[Entries taken from a collection]
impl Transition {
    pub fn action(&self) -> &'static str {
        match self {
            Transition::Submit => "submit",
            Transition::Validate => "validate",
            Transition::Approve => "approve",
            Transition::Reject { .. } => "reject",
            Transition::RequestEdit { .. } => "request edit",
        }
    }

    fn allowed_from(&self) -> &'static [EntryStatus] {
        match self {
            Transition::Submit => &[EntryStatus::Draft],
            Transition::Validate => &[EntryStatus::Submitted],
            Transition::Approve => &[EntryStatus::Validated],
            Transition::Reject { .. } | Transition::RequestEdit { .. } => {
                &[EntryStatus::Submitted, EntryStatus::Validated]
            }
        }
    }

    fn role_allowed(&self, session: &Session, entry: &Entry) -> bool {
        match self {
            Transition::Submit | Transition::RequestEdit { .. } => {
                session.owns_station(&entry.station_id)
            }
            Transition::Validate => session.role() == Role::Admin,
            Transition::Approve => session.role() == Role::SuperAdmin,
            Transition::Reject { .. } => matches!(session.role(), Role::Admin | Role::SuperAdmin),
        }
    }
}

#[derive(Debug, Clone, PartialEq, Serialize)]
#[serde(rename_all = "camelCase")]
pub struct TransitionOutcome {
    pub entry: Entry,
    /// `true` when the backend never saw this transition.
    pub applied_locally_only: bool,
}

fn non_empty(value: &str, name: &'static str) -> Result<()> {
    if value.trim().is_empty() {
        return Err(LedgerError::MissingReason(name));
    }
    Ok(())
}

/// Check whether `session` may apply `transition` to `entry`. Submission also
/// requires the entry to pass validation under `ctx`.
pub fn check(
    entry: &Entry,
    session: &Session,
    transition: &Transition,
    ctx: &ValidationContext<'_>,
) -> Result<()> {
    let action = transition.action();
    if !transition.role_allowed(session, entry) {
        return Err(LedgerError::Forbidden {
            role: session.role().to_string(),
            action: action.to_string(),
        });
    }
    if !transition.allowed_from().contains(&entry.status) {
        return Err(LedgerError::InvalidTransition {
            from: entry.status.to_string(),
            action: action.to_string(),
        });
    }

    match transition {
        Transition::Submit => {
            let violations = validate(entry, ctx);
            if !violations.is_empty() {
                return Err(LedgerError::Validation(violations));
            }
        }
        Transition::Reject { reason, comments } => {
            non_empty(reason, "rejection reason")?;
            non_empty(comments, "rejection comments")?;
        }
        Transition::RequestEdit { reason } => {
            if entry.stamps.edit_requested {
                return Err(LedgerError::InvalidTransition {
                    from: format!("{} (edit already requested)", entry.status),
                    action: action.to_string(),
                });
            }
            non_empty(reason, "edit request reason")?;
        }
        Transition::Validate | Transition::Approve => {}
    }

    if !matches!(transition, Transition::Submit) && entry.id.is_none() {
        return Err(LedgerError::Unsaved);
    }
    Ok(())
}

---

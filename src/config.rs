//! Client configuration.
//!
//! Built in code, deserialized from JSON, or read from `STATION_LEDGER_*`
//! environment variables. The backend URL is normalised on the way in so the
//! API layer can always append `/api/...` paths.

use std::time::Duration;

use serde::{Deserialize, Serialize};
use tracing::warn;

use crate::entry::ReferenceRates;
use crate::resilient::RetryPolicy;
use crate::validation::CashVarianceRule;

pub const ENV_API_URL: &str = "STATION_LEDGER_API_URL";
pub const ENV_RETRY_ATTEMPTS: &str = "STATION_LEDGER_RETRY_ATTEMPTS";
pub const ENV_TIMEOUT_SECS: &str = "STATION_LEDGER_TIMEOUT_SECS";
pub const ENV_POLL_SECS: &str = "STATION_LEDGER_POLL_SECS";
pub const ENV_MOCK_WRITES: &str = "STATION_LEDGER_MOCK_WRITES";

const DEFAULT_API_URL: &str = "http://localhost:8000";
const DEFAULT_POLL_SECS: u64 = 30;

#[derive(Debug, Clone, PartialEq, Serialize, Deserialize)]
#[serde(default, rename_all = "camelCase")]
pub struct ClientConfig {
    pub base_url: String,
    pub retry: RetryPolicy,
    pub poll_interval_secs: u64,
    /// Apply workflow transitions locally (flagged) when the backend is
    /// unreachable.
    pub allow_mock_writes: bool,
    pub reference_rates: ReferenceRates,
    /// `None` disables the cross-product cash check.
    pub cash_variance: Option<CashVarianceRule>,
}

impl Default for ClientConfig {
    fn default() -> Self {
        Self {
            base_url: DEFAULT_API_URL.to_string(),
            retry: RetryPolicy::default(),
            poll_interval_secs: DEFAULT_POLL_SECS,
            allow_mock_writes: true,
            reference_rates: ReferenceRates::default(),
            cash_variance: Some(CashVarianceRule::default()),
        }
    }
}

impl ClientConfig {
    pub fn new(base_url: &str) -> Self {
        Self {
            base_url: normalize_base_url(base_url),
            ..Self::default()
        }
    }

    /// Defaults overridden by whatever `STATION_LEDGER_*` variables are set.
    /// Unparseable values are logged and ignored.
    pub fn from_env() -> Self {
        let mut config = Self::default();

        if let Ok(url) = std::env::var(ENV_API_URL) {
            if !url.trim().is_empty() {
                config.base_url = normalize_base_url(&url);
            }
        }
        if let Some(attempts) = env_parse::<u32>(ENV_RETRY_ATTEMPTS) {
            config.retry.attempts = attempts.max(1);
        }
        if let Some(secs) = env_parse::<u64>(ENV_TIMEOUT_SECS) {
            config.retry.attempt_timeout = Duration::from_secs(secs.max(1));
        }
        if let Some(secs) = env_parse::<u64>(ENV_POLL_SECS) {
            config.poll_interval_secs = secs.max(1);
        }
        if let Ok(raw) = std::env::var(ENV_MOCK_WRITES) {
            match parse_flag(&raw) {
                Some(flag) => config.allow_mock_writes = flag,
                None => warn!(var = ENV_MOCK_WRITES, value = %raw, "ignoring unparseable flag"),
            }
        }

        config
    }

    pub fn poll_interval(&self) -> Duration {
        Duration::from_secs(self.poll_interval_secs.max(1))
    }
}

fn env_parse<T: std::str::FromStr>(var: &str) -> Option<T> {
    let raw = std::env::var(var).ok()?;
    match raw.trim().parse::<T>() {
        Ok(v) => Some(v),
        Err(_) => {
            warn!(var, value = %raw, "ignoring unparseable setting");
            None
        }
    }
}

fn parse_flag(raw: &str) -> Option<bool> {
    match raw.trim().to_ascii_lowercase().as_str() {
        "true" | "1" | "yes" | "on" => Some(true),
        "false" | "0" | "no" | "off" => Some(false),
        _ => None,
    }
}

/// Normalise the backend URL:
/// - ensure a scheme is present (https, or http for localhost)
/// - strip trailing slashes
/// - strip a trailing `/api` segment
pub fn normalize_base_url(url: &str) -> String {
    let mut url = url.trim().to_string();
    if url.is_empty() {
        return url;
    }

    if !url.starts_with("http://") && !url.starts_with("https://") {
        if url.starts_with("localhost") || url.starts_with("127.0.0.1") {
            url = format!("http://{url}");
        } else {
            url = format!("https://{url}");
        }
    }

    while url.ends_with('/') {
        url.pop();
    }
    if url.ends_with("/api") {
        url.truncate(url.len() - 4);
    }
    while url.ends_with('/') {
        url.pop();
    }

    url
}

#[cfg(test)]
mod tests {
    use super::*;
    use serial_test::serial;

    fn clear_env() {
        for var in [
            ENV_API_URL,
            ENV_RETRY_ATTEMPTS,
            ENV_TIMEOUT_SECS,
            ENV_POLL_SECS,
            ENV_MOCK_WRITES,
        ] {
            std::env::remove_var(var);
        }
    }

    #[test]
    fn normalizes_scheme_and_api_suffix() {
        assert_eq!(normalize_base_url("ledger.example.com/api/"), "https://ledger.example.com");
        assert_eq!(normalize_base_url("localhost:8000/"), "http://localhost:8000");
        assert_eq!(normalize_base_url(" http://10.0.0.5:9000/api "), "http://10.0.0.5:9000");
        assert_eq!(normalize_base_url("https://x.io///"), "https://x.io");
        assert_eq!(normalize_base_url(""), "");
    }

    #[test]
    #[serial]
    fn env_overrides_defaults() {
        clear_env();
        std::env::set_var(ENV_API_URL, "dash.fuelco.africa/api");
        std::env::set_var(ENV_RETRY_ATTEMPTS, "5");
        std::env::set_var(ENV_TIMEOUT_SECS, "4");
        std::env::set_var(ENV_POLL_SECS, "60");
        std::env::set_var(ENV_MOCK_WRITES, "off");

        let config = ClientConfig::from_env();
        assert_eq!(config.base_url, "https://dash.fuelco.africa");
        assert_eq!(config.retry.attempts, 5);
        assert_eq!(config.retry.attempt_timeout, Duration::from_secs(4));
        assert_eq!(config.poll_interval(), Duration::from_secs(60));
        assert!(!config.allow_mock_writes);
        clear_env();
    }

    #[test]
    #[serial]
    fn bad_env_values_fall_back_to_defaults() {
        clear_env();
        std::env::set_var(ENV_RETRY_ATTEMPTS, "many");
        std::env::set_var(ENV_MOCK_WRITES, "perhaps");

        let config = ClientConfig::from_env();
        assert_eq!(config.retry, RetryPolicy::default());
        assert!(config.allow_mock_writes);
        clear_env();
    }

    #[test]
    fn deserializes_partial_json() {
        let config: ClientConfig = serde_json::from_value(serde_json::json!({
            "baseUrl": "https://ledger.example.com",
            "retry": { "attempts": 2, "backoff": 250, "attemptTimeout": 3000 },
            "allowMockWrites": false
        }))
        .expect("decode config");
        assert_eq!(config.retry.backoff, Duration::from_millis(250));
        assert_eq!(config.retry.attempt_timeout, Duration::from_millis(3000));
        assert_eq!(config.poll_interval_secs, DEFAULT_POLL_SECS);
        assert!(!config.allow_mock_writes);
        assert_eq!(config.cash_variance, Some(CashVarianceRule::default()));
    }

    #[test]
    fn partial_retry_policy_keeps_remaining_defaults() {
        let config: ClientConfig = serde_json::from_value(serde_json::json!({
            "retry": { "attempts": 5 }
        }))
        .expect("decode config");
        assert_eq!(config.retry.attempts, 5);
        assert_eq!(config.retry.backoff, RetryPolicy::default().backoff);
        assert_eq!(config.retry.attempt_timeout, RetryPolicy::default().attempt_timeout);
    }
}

■ Task to carry out ■
Search the data above for the string "Result". Report every line where it is found.

■ Exercise response ■
fn non_empty(value: &str, name: &'static str) -> Result<()> {
) -> Result<()> {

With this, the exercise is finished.